- [What the exercise asks] Could you please count how many lines in the data below hold the string "value"? Reply with only the number.

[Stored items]
"""

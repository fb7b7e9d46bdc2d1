//! Management representation of operators and routings.
//!
//! These are the documents exchanged with the management surface
//! ("create-or-update a named operator/routing"). All structs use
//! `#[serde(rename_all = "camelCase")]` and encode to named `MsgPack` via
//! `rmp_serde::to_vec_named()` or to JSON.

use std::collections::HashSet;

use serde::{Deserialize, Serialize};

use crate::message::Properties;

// ---------------------------------------------------------------------------
// OperatorKind
// ---------------------------------------------------------------------------

/// Closed set of operator kinds understood by the engine.
#[derive(Debug, Clone, Copy, PartialEq, Eq, Hash, Serialize, Deserialize)]
#[serde(rename_all = "lowercase")]
pub enum OperatorKind {
    /// Keeps messages whose predicate expression is true.
    Filter,
    /// Drops messages whose key was seen within the operator's window.
    Dedup,
    /// Rewrites body and properties with an assignment program.
    #[serde(alias = "expression")]
    Transform,
    /// Merges messages with a correlated message from a second stream.
    Joiner,
    /// Calls an external service and folds the reply into the message.
    Rpc,
    /// Delegates to an evaluator registered by extension code.
    Custom,
}

impl OperatorKind {
    #[must_use]
    pub fn as_str(self) -> &'static str {
        match self {
            OperatorKind::Filter => "filter",
            OperatorKind::Dedup => "dedup",
            OperatorKind::Transform => "transform",
            OperatorKind::Joiner => "joiner",
            OperatorKind::Rpc => "rpc",
            OperatorKind::Custom => "custom",
        }
    }
}

// ---------------------------------------------------------------------------
// Errors
// ---------------------------------------------------------------------------

/// Validation and encoding failures for management documents.
#[derive(Debug, thiserror::Error)]
pub enum DefinitionError {
    #[error("{what} name must not be empty")]
    EmptyName { what: &'static str },
    #[error("operator `{operator}` has an empty expression")]
    EmptyExpression { operator: String },
    #[error("operator `{operator}` appears more than once in routing `{routing}`")]
    DuplicateOperator { routing: String, operator: String },
    #[error("routing `{routing}` is missing its {field}")]
    MissingEndpoint { routing: String, field: &'static str },
    #[error("encode failed: {0}")]
    Encode(String),
    #[error("decode failed: {0}")]
    Decode(String),
}

// ---------------------------------------------------------------------------
// OperatorDef
// ---------------------------------------------------------------------------

/// Named operator definition: kind, expression, and open-ended properties.
#[derive(Debug, Clone, PartialEq, Eq, Serialize, Deserialize)]
#[serde(rename_all = "camelCase")]
pub struct OperatorDef {
    pub name: String,
    pub kind: OperatorKind,
    pub expression: String,
    #[serde(default)]
    pub properties: Properties,
}

impl OperatorDef {
    #[must_use]
    pub fn new(name: impl Into<String>, kind: OperatorKind, expression: impl Into<String>) -> Self {
        Self {
            name: name.into(),
            kind,
            expression: expression.into(),
            properties: Properties::new(),
        }
    }

    #[must_use]
    pub fn with_property(mut self, key: impl Into<String>, value: impl Into<String>) -> Self {
        self.properties.insert(key.into(), value.into());
        self
    }

    /// Checks the structural invariants: non-empty name and expression.
    ///
    /// # Errors
    ///
    /// Returns [`DefinitionError::EmptyName`] or [`DefinitionError::EmptyExpression`].
    pub fn validate(&self) -> Result<(), DefinitionError> {
        if self.name.trim().is_empty() {
            return Err(DefinitionError::EmptyName { what: "operator" });
        }
        if self.expression.trim().is_empty() {
            return Err(DefinitionError::EmptyExpression {
                operator: self.name.clone(),
            });
        }
        Ok(())
    }
}

// ---------------------------------------------------------------------------
// RoutingDef
// ---------------------------------------------------------------------------

/// Named routing: source topic, destination queue, and its ordered operators.
#[derive(Debug, Clone, PartialEq, Eq, Serialize, Deserialize)]
#[serde(rename_all = "camelCase")]
pub struct RoutingDef {
    pub name: String,
    pub source_topic: String,
    pub destination_queue: String,
    #[serde(default)]
    pub operators: Vec<OperatorDef>,
    #[serde(default)]
    pub properties: Properties,
}

impl RoutingDef {
    #[must_use]
    pub fn new(
        name: impl Into<String>,
        source_topic: impl Into<String>,
        destination_queue: impl Into<String>,
    ) -> Self {
        Self {
            name: name.into(),
            source_topic: source_topic.into(),
            destination_queue: destination_queue.into(),
            operators: Vec::new(),
            properties: Properties::new(),
        }
    }

    #[must_use]
    pub fn with_operator(mut self, operator: OperatorDef) -> Self {
        self.operators.push(operator);
        self
    }

    /// Validates the routing and every operator it lists.
    ///
    /// # Errors
    ///
    /// Returns the first violated invariant, including duplicate operator names.
    pub fn validate(&self) -> Result<(), DefinitionError> {
        if self.name.trim().is_empty() {
            return Err(DefinitionError::EmptyName { what: "routing" });
        }
        if self.source_topic.trim().is_empty() {
            return Err(DefinitionError::MissingEndpoint {
                routing: self.name.clone(),
                field: "source topic",
            });
        }
        if self.destination_queue.trim().is_empty() {
            return Err(DefinitionError::MissingEndpoint {
                routing: self.name.clone(),
                field: "destination queue",
            });
        }
        let mut seen = HashSet::new();
        for op in &self.operators {
            op.validate()?;
            if !seen.insert(op.name.as_str()) {
                return Err(DefinitionError::DuplicateOperator {
                    routing: self.name.clone(),
                    operator: op.name.clone(),
                });
            }
        }
        Ok(())
    }

    /// Encodes as named `MsgPack`.
    ///
    /// # Errors
    ///
    /// Returns [`DefinitionError::Encode`] if serialization fails.
    pub fn to_msgpack(&self) -> Result<Vec<u8>, DefinitionError> {
        rmp_serde::to_vec_named(self).map_err(|e| DefinitionError::Encode(e.to_string()))
    }

    /// Decodes from `MsgPack`.
    ///
    /// # Errors
    ///
    /// Returns [`DefinitionError::Decode`] if the bytes are not a routing document.
    pub fn from_msgpack(bytes: &[u8]) -> Result<Self, DefinitionError> {
        rmp_serde::from_slice(bytes).map_err(|e| DefinitionError::Decode(e.to_string()))
    }

    /// Encodes as pretty-printed JSON.
    ///
    /// # Errors
    ///
    /// Returns [`DefinitionError::Encode`] if serialization fails.
    pub fn to_json(&self) -> Result<String, DefinitionError> {
        serde_json::to_string_pretty(self).map_err(|e| DefinitionError::Encode(e.to_string()))
    }

    /// Decodes from JSON.
    ///
    /// # Errors
    ///
    /// Returns [`DefinitionError::Decode`] if the text is not a routing document.
    pub fn from_json(text: &str) -> Result<Self, DefinitionError> {
        serde_json::from_str(text).map_err(|e| DefinitionError::Decode(e.to_string()))
    }
}

// ---------------------------------------------------------------------------
// Tests
// ---------------------------------------------------------------------------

"""

- [Result of this task] 2